TASK REQUIREMENTS:
In the response, the entries must appear exactly as supplied.

MATERIAL SHOWN:
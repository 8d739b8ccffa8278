// src/services/transport.rs

//! HTTP transport with retry, timeout escalation, and a degraded-TLS
//! fallback path.
//!
//! The origin is sometimes reachable only through a relaxed path: its
//! certificate chain can carry a self-signed intermediate and some IPv6
//! routes to it are black-holed. The first attempt therefore goes out on
//! a strict client and later attempts switch to a relaxed-verification,
//! IPv4-forced client.

use std::net::{IpAddr, Ipv4Addr};
use std::time::Duration;

use async_trait::async_trait;
use reqwest::Method;
use reqwest::header::HeaderMap;

use crate::config::FetchConfig;
use crate::error::{AppError, Result};

/// Explicit transport settings, passed into the constructor rather than
/// read ambiently so the layers above stay testable with a fake executor.
#[derive(Debug, Clone)]
pub struct TransportConfig {
    /// Maximum attempts per request
    pub attempts: u32,

    /// Timeout of the first attempt; each following attempt gets 1.5x
    pub base_timeout: Duration,

    /// Skip the strict client entirely
    pub insecure_tls: bool,

    /// Outbound proxy URL
    pub proxy: Option<String>,

    /// Log per-attempt diagnostics
    pub debug: bool,

    /// User-Agent for both clients
    pub user_agent: String,
}

impl From<&FetchConfig> for TransportConfig {
    fn from(fetch: &FetchConfig) -> Self {
        Self {
            attempts: fetch.retry_attempts,
            base_timeout: fetch.base_timeout,
            insecure_tls: fetch.insecure_tls,
            proxy: fetch.proxy.clone(),
            debug: fetch.debug_fetch,
            user_agent: fetch.user_agent.clone(),
        }
    }
}

/// A single request to execute.
#[derive(Debug, Clone)]
pub struct RequestSpec {
    pub method: Method,
    pub url: String,
    pub headers: Vec<(String, String)>,
    /// JSON body for POST requests
    pub body: Option<String>,
}

impl RequestSpec {
    pub fn get(url: impl Into<String>) -> Self {
        Self {
            method: Method::GET,
            url: url.into(),
            headers: Vec::new(),
            body: None,
        }
    }

    pub fn post(url: impl Into<String>, body: String) -> Self {
        Self {
            method: Method::POST,
            url: url.into(),
            headers: Vec::new(),
            body: Some(body),
        }
    }

    pub fn header(mut self, name: impl Into<String>, value: impl Into<String>) -> Self {
        self.headers.push((name.into(), value.into()));
        self
    }
}

/// What the layers above need back: status, headers (Set-Cookie), body.
#[derive(Debug, Clone)]
pub struct HttpResponse {
    pub status: reqwest::StatusCode,
    pub headers: HeaderMap,
    pub body: String,
}

/// Seam between the retry loop and the actual HTTP stack.
#[async_trait]
pub trait HttpExecutor: Send + Sync {
    /// Perform one attempt. `attempt` is 1-based.
    async fn send(
        &self,
        spec: &RequestSpec,
        timeout: Duration,
        attempt: u32,
    ) -> Result<HttpResponse>;
}

/// Real executor: a strict primary client and a relaxed fallback client.
pub struct ReqwestExecutor {
    primary: reqwest::Client,
    fallback: reqwest::Client,
    insecure_tls: bool,
}

impl ReqwestExecutor {
    pub fn new(config: &TransportConfig) -> Result<Self> {
        Ok(Self {
            primary: build_client(config, false)?,
            fallback: build_client(config, true)?,
            insecure_tls: config.insecure_tls,
        })
    }

    fn client_for(&self, attempt: u32) -> &reqwest::Client {
        if attempt == 1 && !self.insecure_tls {
            &self.primary
        } else {
            &self.fallback
        }
    }
}

/// Build one of the two clients. Without a proxy, resolution is forced
/// onto IPv4 and the keep-alive pool is bounded; the origin rate-limits
/// or drops some IPv6 paths.
fn build_client(config: &TransportConfig, relaxed: bool) -> Result<reqwest::Client> {
    let mut builder = reqwest::Client::builder()
        .user_agent(&config.user_agent)
        .pool_max_idle_per_host(4)
        .pool_idle_timeout(Duration::from_secs(10))
        .redirect(reqwest::redirect::Policy::limited(10));

    match &config.proxy {
        Some(proxy) => {
            builder = builder.proxy(reqwest::Proxy::all(proxy)?);
        }
        None => {
            builder = builder.local_address(IpAddr::V4(Ipv4Addr::UNSPECIFIED));
        }
    }

    if relaxed {
        builder = builder.danger_accept_invalid_certs(true);
    }

    Ok(builder.build()?)
}

#[async_trait]
impl HttpExecutor for ReqwestExecutor {
    async fn send(
        &self,
        spec: &RequestSpec,
        timeout: Duration,
        attempt: u32,
    ) -> Result<HttpResponse> {
        let mut request = self
            .client_for(attempt)
            .request(spec.method.clone(), &spec.url)
            .timeout(timeout);

        for (name, value) in &spec.headers {
            request = request.header(name, value);
        }
        if let Some(body) = &spec.body {
            request = request.body(body.clone());
        }

        let response = request.send().await?;
        let status = response.status();
        let headers = response.headers().clone();

        if !status.is_success() {
            return Err(AppError::network(format!("HTTP {status} from {}", spec.url)));
        }

        let body = response.text().await?;
        Ok(HttpResponse {
            status,
            headers,
            body,
        })
    }
}

/// Request executor with retry and timeout escalation.
pub struct Transport {
    executor: Box<dyn HttpExecutor>,
    config: TransportConfig,
}

impl Transport {
    /// Build a transport backed by real HTTP clients.
    pub fn new(config: TransportConfig) -> Result<Self> {
        let executor = ReqwestExecutor::new(&config)?;
        Ok(Self {
            executor: Box::new(executor),
            config,
        })
    }

    /// Build a transport over a custom executor (tests).
    pub fn with_executor(config: TransportConfig, executor: Box<dyn HttpExecutor>) -> Self {
        Self { executor, config }
    }

    /// Execute a request with up to `attempts` tries.
    ///
    /// The timeout escalates 1.5x per attempt to tolerate a slow but
    /// alive origin; between attempts sleeps `attempt * 500ms`. A non-2xx
    /// response counts as a failed attempt. After the last attempt the
    /// last error is surfaced unchanged.
    pub async fn execute(&self, spec: &RequestSpec) -> Result<HttpResponse> {
        let attempts = self.config.attempts.max(1);
        let mut timeout = self.config.base_timeout;
        let mut last_error = None;

        for attempt in 1..=attempts {
            match self.executor.send(spec, timeout, attempt).await {
                Ok(response) => return Ok(response),
                Err(error) => {
                    if self.config.debug {
                        log::warn!(
                            "fetch attempt {attempt}/{attempts} failed for {} (timeout {:?}): {error}",
                            spec.url,
                            timeout
                        );
                    }
                    last_error = Some(error);
                }
            }

            if attempt < attempts {
                tokio::time::sleep(Duration::from_millis(500 * attempt as u64)).await;
                timeout = timeout.mul_f64(1.5);
            }
        }

        Err(last_error.unwrap_or_else(|| AppError::network("no attempts configured")))
    }
}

RESULT:
repository 8d739b8ccffa8278
// src/services/transport.rs

//! HTTP transport with retry, timeout escalation, and a degraded-TLS
//! fallback path.
//!
//! The origin is sometimes reachable only through a relaxed path: its
//! certificate chain can carry a self-signed intermediate and some IPv6
//! routes to it are black-holed. The first attempt therefore goes out on
//! a strict client and later attempts switch to a relaxed-verification,
//! IPv4-forced client.

use std::net::{IpAddr, Ipv4Addr};
use std::time::Duration;

use async_trait::async_trait;
use reqwest::Method;
use reqwest::header::HeaderMap;

use crate::config::FetchConfig;
use crate::error::{AppError, Result};

/// Explicit transport settings, passed into the constructor rather than
/// read ambiently so the layers above stay testable with a fake executor.
#[derive(Debug, Clone)]
pub struct TransportConfig {
    /// Maximum attempts per request
    pub attempts: u32,

    /// Timeout of the first attempt; each following attempt gets 1.5x
    pub base_timeout: Duration,

    /// Skip the strict client entirely
    pub insecure_tls: bool,

    /// Outbound proxy URL
    pub proxy: Option<String>,

    /// Log per-attempt diagnostics
    pub debug: bool,

    /// User-Agent for both clients
    pub user_agent: String,
}

impl From<&FetchConfig> for TransportConfig {
    fn from(fetch: &FetchConfig) -> Self {
        Self {
            attempts: fetch.retry_attempts,
            base_timeout: fetch.base_timeout,
            insecure_tls: fetch.insecure_tls,
            proxy: fetch.proxy.clone(),
            debug: fetch.debug_fetch,
            user_agent: fetch.user_agent.clone(),
        }
    }
}

/// A single request to execute.
#[derive(Debug, Clone)]
pub struct RequestSpec {
    pub method: Method,
    pub url: String,
    pub headers: Vec<(String, String)>,
    /// JSON body for POST requests
    pub body: Option<String>,
}

impl RequestSpec {
    pub fn get(url: impl Into<String>) -> Self {
        Self {
            method: Method::GET,
            url: url.into(),
            headers: Vec::new(),
            body: None,
        }
    }

    pub fn post(url: impl Into<String>, body: String) -> Self {
        Self {
            method: Method::POST,
            url: url.into(),
            headers: Vec::new(),
            body: Some(body),
        }
    }

    pub fn header(mut self, name: impl Into<String>, value: impl Into<String>) -> Self {
        self.headers.push((name.into(), value.into()));
        self
    }
}

/// What the layers above need back: status, headers (Set-Cookie), body.
#[derive(Debug, Clone)]
pub struct HttpResponse {
    pub status: reqwest::StatusCode,
    pub headers: HeaderMap,
    pub body: String,
}

/// Seam between the retry loop and the actual HTTP stack.
#[async_trait]
pub trait HttpExecutor: Send + Sync {
    /// Perform one attempt. `attempt` is 1-based.
    async fn send(
        &self,
        spec: &RequestSpec,
        timeout: Duration,
        attempt: u32,
    ) -> Result<HttpResponse>;
}

/// Real executor: a strict primary client and a relaxed fallback client.
pub struct ReqwestExecutor {
    primary: reqwest::Client,
    fallback: reqwest::Client,
    insecure_tls: bool,
}

impl ReqwestExecutor {
    pub fn new(config: &TransportConfig) -> Result<Self> {
        Ok(Self {
            primary: build_client(config, false)?,
            fallback: build_client(config, true)?,
            insecure_tls: config.insecure_tls,
        })
    }

    fn client_for(&self, attempt: u32) -> &reqwest::Client {
        if attempt == 1 && !self.insecure_tls {
            &self.primary
        } else {
            &self.fallback
        }
    }
}

/// Build one of the two clients. Without a proxy, resolution is forced
/// onto IPv4 and the keep-alive pool is bounded; the origin rate-limits
/// or drops some IPv6 paths.
fn build_client(config: &TransportConfig, relaxed: bool) -> Result<reqwest::Client> {
    let mut builder = reqwest::Client::builder()
        .user_agent(&config.user_agent)
        .pool_max_idle_per_host(4)
        .pool_idle_timeout(Duration::from_secs(10))
        .redirect(reqwest::redirect::Policy::limited(10));

    match &config.proxy {
        Some(proxy) => {
            builder = builder.proxy(reqwest::Proxy::all(proxy)?);
        }
        None => {
            builder = builder.local_address(IpAddr::V4(Ipv4Addr::UNSPECIFIED));
        }
    }

    if relaxed {
        builder = builder.danger_accept_invalid_certs(true);
    }

    Ok(builder.build()?)
}

#[async_trait]
impl HttpExecutor for ReqwestExecutor {
    async fn send(
        &self,
        spec: &RequestSpec,
        timeout: Duration,
        attempt: u32,
    ) -> Result<HttpResponse> {
        let mut request = self
            .client_for(attempt)
            .request(spec.method.clone(), &spec.url)
            .timeout(timeout);

        for (name, value) in &spec.headers {
            request = request.header(name, value);
        }
        if let Some(body) = &spec.body {
            request = request.body(body.clone());
        }

        let response = request.send().await?;
        let status = response.status();
        let headers = response.headers().clone();

        if !status.is_success() {
            return Err(AppError::network(format!("HTTP {status} from {}", spec.url)));
        }

        let body = response.text().await?;
        Ok(HttpResponse {
            status,
            headers,
            body,
        })
    }
}

/// Request executor with retry and timeout escalation.
pub struct Transport {
    executor: Box<dyn HttpExecutor>,
    config: TransportConfig,
}

impl Transport {
    /// Build a transport backed by real HTTP clients.
    pub fn new(config: TransportConfig) -> Result<Self> {
        let executor = ReqwestExecutor::new(&config)?;
        Ok(Self {
            executor: Box::new(executor),
            config,
        })
    }

    /// Build a transport over a custom executor (tests).
    pub fn with_executor(config: TransportConfig, executor: Box<dyn HttpExecutor>) -> Self {
        Self { executor, config }
    }

    /// Execute a request with up to `attempts` tries.
    ///
    /// The timeout escalates 1.5x per attempt to tolerate a slow but
    /// alive origin; between attempts sleeps `attempt * 500ms`. A non-2xx
    /// response counts as a failed attempt. After the last attempt the
    /// last error is surfaced unchanged.
    pub async fn execute(&self, spec: &RequestSpec) -> Result<HttpResponse> {
        let attempts = self.config.attempts.max(1);
        let mut timeout = self.config.base_timeout;
        let mut last_error = None;

        for attempt in 1..=attempts {
            match self.executor.send(spec, timeout, attempt).await {
                Ok(response) => return Ok(response),
                Err(error) => {
                    if self.config.debug {
                        log::warn!(
                            "fetch attempt {attempt}/{attempts} failed for {} (timeout {:?}): {error}",
                            spec.url,
                            timeout
                        );
                    }
                    last_error = Some(error);
                }
            }

            if attempt < attempts {
                tokio::time::sleep(Duration::from_millis(500 * attempt as u64)).await;
                timeout = timeout.mul_f64(1.5);
            }
        }

        Err(last_error.unwrap_or_else(|| AppError::network("no attempts configured")))
    }
}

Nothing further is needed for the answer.